The Ca2+ dynamics of isolated mouse β-cells and islets:: Implications for mathematical models

[Ca2+](i) and electrical activity were compared in isolated beta-cells and islets using standard techniques. In islets, raising glucose caused a decrease in [Ca2+](i) followed by a plateau and then fast (2-3 min(-1)), slow (0.2-0.8 min(-1)), or a mixture of fast and slow [Ca2+](i) oscillations. In beta-cells, glucose transiently decreased and then increased [Ca2+](i), but no islet-like oscillations occurred. Simultaneous recordings of [Ca2+](i) and electrical activity suggested that differences in [Ca2+](i) signaling are due to differences in islet versus beta-cell electrical activity.
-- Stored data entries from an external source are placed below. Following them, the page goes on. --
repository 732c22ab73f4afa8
//! Filesystem abstraction for testability.

use std::path::{Path, PathBuf};

/// Trait for filesystem operations (for testability).
pub trait FileSystem {
    /// Read file contents as a string.
    ///
    /// # Errors
    /// Returns an error if the file cannot be read.
    fn read_to_string(&self, path: &Path) -> std::io::Result<String>;

    /// Check if a path exists.
    fn exists(&self, path: &Path) -> bool;

    /// Get the current working directory.
    ///
    /// # Errors
    /// Returns an error if the current directory cannot be determined.
    fn current_dir(&self) -> std::io::Result<PathBuf>;
}

/// Real filesystem implementation.
#[derive(Debug, Default, Clone, Copy)]
pub struct RealFileSystem;

impl FileSystem for RealFileSystem {
    fn read_to_string(&self, path: &Path) -> std::io::Result<String> {
        std::fs::read_to_string(path)
    }

    fn exists(&self, path: &Path) -> bool {
        path.exists()
    }

    fn current_dir(&self) -> std::io::Result<PathBuf> {
        std::env::current_dir()
    }
}
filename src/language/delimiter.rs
use std::borrow::Cow;

/// Longest free-form label accepted in a fenced delimiter (C++ allows 16).
const MAX_LABEL_LEN: usize = 16;

/// The variable part of a fenced delimiter.
#[derive(Debug, Clone, Copy, PartialEq, Eq)]
pub enum Tag {
    /// Zero or more repetitions of one character: `#` in `r##"…"##`, `=` in `[==[…]==]`.
    Repeat(char),
    /// A short label of any characters except parentheses, backslash, quotes and
    /// whitespace: `x` in C++ `R"x(…)x"`.
    Label,
}

/// A delimiter whose close marker repeats the tag found in its open marker.
///
/// The open marker is `open_prefix` + tag + `open_suffix`; the close marker is
/// `close_prefix` + the same tag + `close_suffix`.
#[derive(Debug, Clone, PartialEq, Eq)]
pub struct Fence {
    pub open_prefix: String,
    pub open_suffix: String,
    pub close_prefix: String,
    pub close_suffix: String,
    pub tag: Tag,
}

impl Fence {
    #[must_use]
    pub fn new(open: (&str, &str), close: (&str, &str), tag: Tag) -> Self {
        Self {
            open_prefix: open.0.to_string(),
            open_suffix: open.1.to_string(),
            close_prefix: close.0.to_string(),
            close_suffix: close.1.to_string(),
            tag,
        }
    }
}

/// How a quote or block comment is opened and closed.
#[derive(Debug, Clone, PartialEq, Eq)]
pub enum Delimiter {
    Fixed { open: String, close: String },
    Fenced(Fence),
}

/// A delimiter opening found in the text.
#[derive(Debug, Clone, PartialEq, Eq)]
pub struct OpenMatch<'a> {
    /// Byte length of the opening marker.
    pub len: usize,
    /// The close marker this opening is waiting for.
    pub close: Cow<'a, str>,
}

impl Delimiter {
    #[must_use]
    pub fn fixed(open: &str, close: &str) -> Self {
        Self::Fixed {
            open: open.to_string(),
            close: close.to_string(),
        }
    }

    /// First byte of every possible opening, used to skip positions quickly.
    #[must_use]
    pub fn first_byte(&self) -> Option<u8> {
        match self {
            Self::Fixed { open, .. } => open.as_bytes().first().copied(),
            Self::Fenced(fence) => fence.open_prefix.as_bytes().first().copied(),
        }
    }

    /// The literal open marker, if it does not vary between occurrences.
    #[must_use]
    pub fn fixed_open(&self) -> Option<&str> {
        match self {
            Self::Fixed { open, .. } => Some(open),
            Self::Fenced(_) => None,
        }
    }

    /// A fenced opening whose prefix is nothing but its own ASCII pad character
    /// (Swift `#"`). Such an opening fails at every position of a pad run if it
    /// fails at the first.
    #[must_use]
    pub fn pad_prefixed(&self) -> bool {
        match self {
            Self::Fenced(Fence {
                open_prefix,
                tag: Tag::Repeat(pad),
                ..
            }) => pad.is_ascii() && !open_prefix.is_empty() && open_prefix.chars().all(|c| c == *pad),
            _ => false,
        }
    }

    /// Try to match an opening at byte offset `at` of `text`.
    #[must_use]
    pub fn match_open(&self, text: &str, at: usize) -> Option<OpenMatch<'_>> {
        let rest = text.get(at..)?;
        match self {
            Self::Fixed { open, close } => {
                (!open.is_empty() && rest.starts_with(open.as_str())).then(|| OpenMatch {
                    len: open.len(),
                    close: Cow::Borrowed(close.as_str()),
                })
            }
            Self::Fenced(fence) => match_fence(fence, rest),
        }
    }
}

fn match_fence<'r>(fence: &'r Fence, rest: &str) -> Option<OpenMatch<'r>> {
    if fence.open_prefix.is_empty() {
        return None;
    }
    let after_prefix = rest.strip_prefix(fence.open_prefix.as_str())?;
    let tag_len = match fence.tag {
        Tag::Repeat(pad) => after_prefix
            .chars()
            .take_while(|&c| c == pad)
            .map(char::len_utf8)
            .sum(),
        Tag::Label => label_len(after_prefix)?,
    };
    let tag = &after_prefix[..tag_len];
    if !after_prefix[tag_len..].starts_with(fence.open_suffix.as_str()) {
        return None;
    }

    let close = if tag.is_empty() && fence.close_suffix.is_empty() {
        Cow::Borrowed(fence.close_prefix.as_str())
    } else {
        Cow::Owned(format!("{}{tag}{}", fence.close_prefix, fence.close_suffix))
    };

    Some(OpenMatch {
        len: fence.open_prefix.len() + tag_len + fence.open_suffix.len(),
        close,
    })
}

/// Byte length of a C++-style raw string label, or `None` if the label is too long.
fn label_len(s: &str) -> Option<usize> {
    let mut len = 0;
    for (count, c) in s.chars().enumerate() {
        if matches!(c, '(' | ')' | '\\' | '"') || c.is_whitespace() {
            return Some(len);
        }
        if count == MAX_LABEL_LEN {
            return None;
        }
        len += c.len_utf8();
    }
    Some(len)
}

#[cfg(test)]
#[path = "delimiter_tests.rs"]
mod tests;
Whereas islets exhibited bursts of spikes on medium/slow plateaus, isolated P-cells were depolarized and exhibited spiking, fast-bursting, or spikeless plateaus. These electrical patterns in turn produced distinct [Ca2+](i) patterns. Thus, although isolated beta-cel Is display several key features of islets, their oscillations were faster and more irregular. beta-cells could display islet-like [Ca2+](i) oscillations if their electrical activity was converted to a slower islet-like pattern using dynamic clamp. Islet and beta-cell [Ca2+](i) changes followed membrane potential, suggesting that electrical activity is mainly responsible for the [Ca2+](i) dynamics of beta-cells and islets. A recent model consisting of two slow feedback processes and passive endoplasmic reticulum. Ca2+ release was able to account for islet [Ca2+](i) responses to glucose, islet oscillations, and conversion of single cell to islet-like [Ca2+](i) oscillations. With minimal parameter variation, the model could also account for the diverse behaviors of isolated beta-cells, suggesting that these behaviors reflect natural cell heterogeneity. These results support our recent model and point to the important role of beta-cell electrical events in controlling [Ca2+](i) over diverse time scales in islets.